(Stored data)
════════════════════

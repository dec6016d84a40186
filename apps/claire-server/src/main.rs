//! CLAIRE HTTP server binary.
//!
//! Resolves the process-wide [`claire_core::ClaireConfig`] per §4.1, wires
//! every component crate to the configured storage backend, and serves the
//! §6 wire API over HTTP until a shutdown signal arrives.
//!
//! # Environment Variables
//!
//! | Variable | Description |
//! |----------|--------------|
//! | `ENV` | Deployment environment (`dev`, `test`, `stage`, `prod`). |
//! | `ORG` | Organization namespace. |
//! | `CONFIG_S3_BUCKET` / `CONFIG_S3_KEY` | Remote config document location. |
//! | `CONFIG_FILE` | Local config document path, consulted if the remote fetch is unset or fails. |
//! | `FORMS_BUCKET` / `ELN_BUCKET` / `DRAFTS_BUCKET` | Bucket name overrides. |
//! | `COGNITO_REGION` / `COGNITO_USER_POOL_ID` / `COGNITO_CLIENT_ID` | Managed-pool provider settings. |
//! | `LISTEN_ADDR` | Bind address, default `0.0.0.0:8080`. |
//! | `RUST_LOG` | Fine-grained tracing filter. |
//!
//! # Exit Codes
//!
//! `0` normal; `2` config invalid; `3` provider mismatch; `4` storage
//! unreachable at startup.

use std::net::SocketAddr;
use std::sync::Arc;

use anyhow::{Context, Result};
use claire_auth::{AuthProvider, CognitoProvider, JwtProvider, StaticCredentialStore};
use claire_core::{AuthProviderKind, ClaireConfig, ClaireError, ConfigLoader, StorageBackendKind};
use claire_drafts::DraftStore;
use claire_files::FileStore;
use claire_http::{AppState, ClaireHttpConfig, ClaireHttpService};
use claire_sop::SopRegistry;
use claire_storage::{LocalFsBackend, S3Backend, StorageBackend};
use claire_submissions::SubmissionStore;
use hyper_util::rt::{TokioExecutor, TokioIo};
use hyper_util::server::conn::auto::Builder as HttpConnBuilder;
use tokio::net::TcpListener;
use tracing::{error, info, warn};
use tracing_subscriber::EnvFilter;

/// This binary is always a standalone process, never the managed-function
/// entry point `ClaireConfig::validate` enforces against.
const RUNNING_AS_MANAGED_FUNCTION: bool = false;

fn init_tracing() -> Result<()> {
    let filter = EnvFilter::try_from_default_env().unwrap_or_else(|_| EnvFilter::new("info"));
    tracing_subscriber::fmt().with_env_filter(filter).with_target(true).init();
    Ok(())
}

fn listen_addr() -> String {
    std::env::var("LISTEN_ADDR").unwrap_or_else(|_| "0.0.0.0:8080".to_owned())
}

/// Fetch the remote config document bytes from S3, if `CONFIG_S3_BUCKET`
/// and `CONFIG_S3_KEY` are both set.
async fn fetch_remote_config() -> Option<Vec<u8>> {
    let bucket = std::env::var("CONFIG_S3_BUCKET").ok()?;
    let key = std::env::var("CONFIG_S3_KEY").ok()?;
    let sdk_config = aws_config::load_defaults(aws_config::BehaviorVersion::latest()).await;
    let client = aws_sdk_s3::Client::new(&sdk_config);
    match client.get_object().bucket(&bucket).key(&key).send().await {
        Ok(output) => match output.body.collect().await {
            Ok(bytes) => Some(bytes.into_bytes().to_vec()),
            Err(e) => {
                warn!(error = %e, "failed to read remote config body");
                None
            }
        },
        Err(e) => {
            warn!(error = %e, %bucket, %key, "failed to fetch remote config object");
            None
        }
    }
}

fn apply_env_overrides(mut config: ClaireConfig) -> ClaireConfig {
    if let Ok(env) = std::env::var("ENV") {
        if let Ok(parsed) = env.parse() {
            config.environment = parsed;
        }
    }
    if let Ok(org) = std::env::var("ORG") {
        if !org.trim().is_empty() {
            config.organization = org;
        }
    }
    if let Ok(forms) = std::env::var("FORMS_BUCKET") {
        config.storage.buckets.forms = forms;
    }
    if let Ok(eln) = std::env::var("ELN_BUCKET") {
        config.storage.buckets.eln = eln;
    }
    if let Ok(drafts) = std::env::var("DRAFTS_BUCKET") {
        config.storage.buckets.drafts = drafts;
    }
    if let Ok(region) = std::env::var("COGNITO_REGION") {
        config.auth.region = Some(region);
    }
    if let Ok(pool_id) = std::env::var("COGNITO_USER_POOL_ID") {
        config.auth.pool_id = Some(pool_id);
    }
    if let Ok(client_id) = std::env::var("COGNITO_CLIENT_ID") {
        config.auth.client_id = Some(client_id);
    }
    config
}

async fn build_storage_backend(config: &ClaireConfig) -> Result<Arc<dyn StorageBackend>> {
    match config.storage.backend {
        StorageBackendKind::Local => {
            let presign_secret = std::env::var("LOCAL_PRESIGN_SECRET")
                .unwrap_or_else(|_| "dev-only-insecure-presign-secret".to_owned());
            let base_url = std::env::var("LOCAL_STORAGE_BASE_URL")
                .unwrap_or_else(|_| format!("http://{}", listen_addr()));
            Ok(Arc::new(LocalFsBackend::new(
                config.storage.local_root.clone(),
                config.organization.clone(),
                base_url,
                presign_secret.into_bytes(),
            )))
        }
        StorageBackendKind::Object => {
            let sdk_config = aws_config::load_defaults(aws_config::BehaviorVersion::latest()).await;
            let client = aws_sdk_s3::Client::new(&sdk_config);
            Ok(Arc::new(S3Backend::new(
                client,
                config.organization.clone(),
                config.storage.buckets.forms.clone(),
                config.storage.buckets.drafts.clone(),
                config.storage.buckets.eln.clone(),
                config.storage.buckets.lambda.clone(),
            )))
        }
    }
}

fn build_auth_provider(config: &ClaireConfig) -> Result<Arc<dyn AuthProvider>, ClaireError> {
    match config.auth.provider {
        Some(AuthProviderKind::Cognito) => {
            let region = config
                .auth
                .region
                .clone()
                .ok_or_else(|| ClaireError::ConfigInvalid("auth.region is required for cognito".to_owned()))?;
            let pool_id = config.auth.pool_id.clone().expect("validated by ClaireConfig::validate");
            let client_id = config.auth.client_id.clone().expect("validated by ClaireConfig::validate");
            Ok(Arc::new(CognitoProvider::new(&region, &pool_id, client_id, config.auth.groups.clone())))
        }
        Some(AuthProviderKind::Jwt) => {
            let secret = config.auth.secret.clone().expect("validated by ClaireConfig::validate");
            let algorithm = config.auth.algorithm.clone().expect("validated by ClaireConfig::validate");
            let issuer = config.auth.issuer.clone().unwrap_or_default();
            let audience = config.auth.audience.clone().unwrap_or_default();
            let credentials = Arc::new(StaticCredentialStore::new());
            let provider = JwtProvider::new(
                &secret,
                &algorithm,
                issuer,
                audience,
                config.environment,
                config.auth.groups.clone(),
                credentials,
            )
            .map_err(|e| ClaireError::ConfigInvalid(e.to_string()))?;
            Ok(Arc::new(provider))
        }
        None => Err(ClaireError::ConfigInvalid("auth.provider must be set".to_owned())),
    }
}

async fn run() -> Result<i32> {
    init_tracing()?;

    let remote_bytes = fetch_remote_config().await;
    let local_path = std::env::var("CONFIG_FILE").ok().map(std::path::PathBuf::from);
    let config = match ConfigLoader::resolve(remote_bytes.as_deref(), local_path.as_deref(), RUNNING_AS_MANAGED_FUNCTION) {
        Ok(config) => apply_env_overrides(config),
        Err(ClaireError::ConfigProviderMismatch(msg)) => {
            error!(%msg, "configuration provider mismatch");
            return Ok(3);
        }
        Err(e) => {
            error!(error = %e, "invalid configuration");
            return Ok(2);
        }
    };
    // Env overrides (organization, environment) can change provider
    // applicability after the fact; re-validate before proceeding.
    if let Err(e) = config.validate(RUNNING_AS_MANAGED_FUNCTION) {
        match e {
            ClaireError::ConfigProviderMismatch(msg) => {
                error!(%msg, "configuration provider mismatch after env overrides");
                return Ok(3);
            }
            other => {
                error!(error = %other, "invalid configuration after env overrides");
                return Ok(2);
            }
        }
    }

    info!(organization = %config.organization, environment = %config.environment, "configuration resolved");

    let storage = match build_storage_backend(&config).await {
        Ok(backend) => backend,
        Err(e) => {
            error!(error = %e, "storage backend unreachable at startup");
            return Ok(4);
        }
    };

    let auth: Arc<dyn AuthProvider> = match build_auth_provider(&config) {
        Ok(provider) => provider,
        Err(e) => {
            error!(error = %e, "failed to construct auth provider");
            return Ok(2);
        }
    };

    let sops = Arc::new(SopRegistry::new(Arc::clone(&storage)));
    let files = Arc::new(FileStore::new(Arc::clone(&storage), config.files.clone()));
    let drafts = Arc::new(
        DraftStore::new(Arc::clone(&storage), config.drafts.ttl_seconds, config.drafts.max_per_user)
            .await
            .context("failed to build draft store index")?,
    );
    let submissions = Arc::new(SubmissionStore::new(
        Arc::clone(&storage),
        Arc::clone(&sops),
        Arc::clone(&files),
        Some(Arc::clone(&drafts)),
    ));

    spawn_orphan_sweep(Arc::clone(&files), config.files.sweep_interval_seconds);

    let state = Arc::new(AppState {
        config: Arc::new(config),
        auth,
        storage,
        sops,
        drafts,
        files,
        submissions,
    });

    let service = ClaireHttpService::new(
        state,
        ClaireHttpConfig {
            server_name: "claire".to_owned(),
        },
    );

    let addr: SocketAddr = listen_addr().parse().context("invalid LISTEN_ADDR")?;
    let listener = TcpListener::bind(addr).await.context("failed to bind listen address")?;
    info!(%addr, "starting CLAIRE server");

    serve(listener, service).await?;
    Ok(0)
}

/// Runs `FileStore::sweep_orphans` on a fixed cadence for the lifetime of
/// the process (§4.7: "swept by a background routine on a configured
/// cadence"). Detached rather than joined on shutdown — the sweep is
/// idempotent, so an in-flight pass losing its tokio runtime at process
/// exit leaves nothing inconsistent behind.
fn spawn_orphan_sweep(files: Arc<FileStore>, interval_seconds: u64) {
    if interval_seconds == 0 {
        return;
    }
    tokio::spawn(async move {
        let mut ticker = tokio::time::interval(std::time::Duration::from_secs(interval_seconds));
        ticker.tick().await;
        loop {
            ticker.tick().await;
            match files.sweep_orphans().await {
                Ok(removed) if removed > 0 => info!(removed, "orphan file sweep removed unbound uploads"),
                Ok(_) => {}
                Err(e) => warn!(error = %e, "orphan file sweep failed"),
            }
        }
    });
}

async fn serve(listener: TcpListener, service: ClaireHttpService) -> Result<()> {
    let graceful = hyper_util::server::graceful::GracefulShutdown::new();
    let http = HttpConnBuilder::new(TokioExecutor::new());

    let shutdown = async {
        tokio::signal::ctrl_c().await.ok();
        info!("received shutdown signal, draining connections");
    };
    tokio::pin!(shutdown);

    loop {
        tokio::select! {
            result = listener.accept() => {
                let (stream, peer_addr) = match result {
                    Ok(conn) => conn,
                    Err(e) => {
                        warn!(error = %e, "failed to accept connection");
                        continue;
                    }
                };

                let svc = service.clone();
                let conn = http.serve_connection(TokioIo::new(stream), svc);
                let conn = graceful.watch(conn.into_owned());

                tokio::spawn(async move {
                    if let Err(e) = conn.await {
                        error!(peer_addr = %peer_addr, error = %e, "connection error");
                    }
                });
            }
            () = &mut shutdown => {
                info!("shutting down gracefully");
                break;
            }
        }
    }

    graceful.shutdown().await;
    info!("all connections drained, exiting");
    Ok(())
}

#[tokio::main]
async fn main() -> Result<()> {
    let code = run().await?;
    std::process::exit(code);
}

════════════════════

THE TASK:
Return, unchanged, the run of lines above that opens with the line containing "shutdown signal arrives." and closes with the line containing "provider settings. |". Include both.

SOLVED PROBLEM:
//! §6 wire API over HTTP until a shutdown signal arrives.
//!
//! # Environment Variables
//!
//! | Variable | Description |
//! |----------|--------------|
//! | `ENV` | Deployment environment (`dev`, `test`, `stage`, `prod`). |
//! | `ORG` | Organization namespace. |
//! | `CONFIG_S3_BUCKET` / `CONFIG_S3_KEY` | Remote config document location. |
//! | `CONFIG_FILE` | Local config document path, consulted if the remote fetch is unset or fails. |
//! | `FORMS_BUCKET` / `ELN_BUCKET` / `DRAFTS_BUCKET` | Bucket name overrides. |
//! | `COGNITO_REGION` / `COGNITO_USER_POOL_ID` / `COGNITO_CLIENT_ID` | Managed-pool provider settings. |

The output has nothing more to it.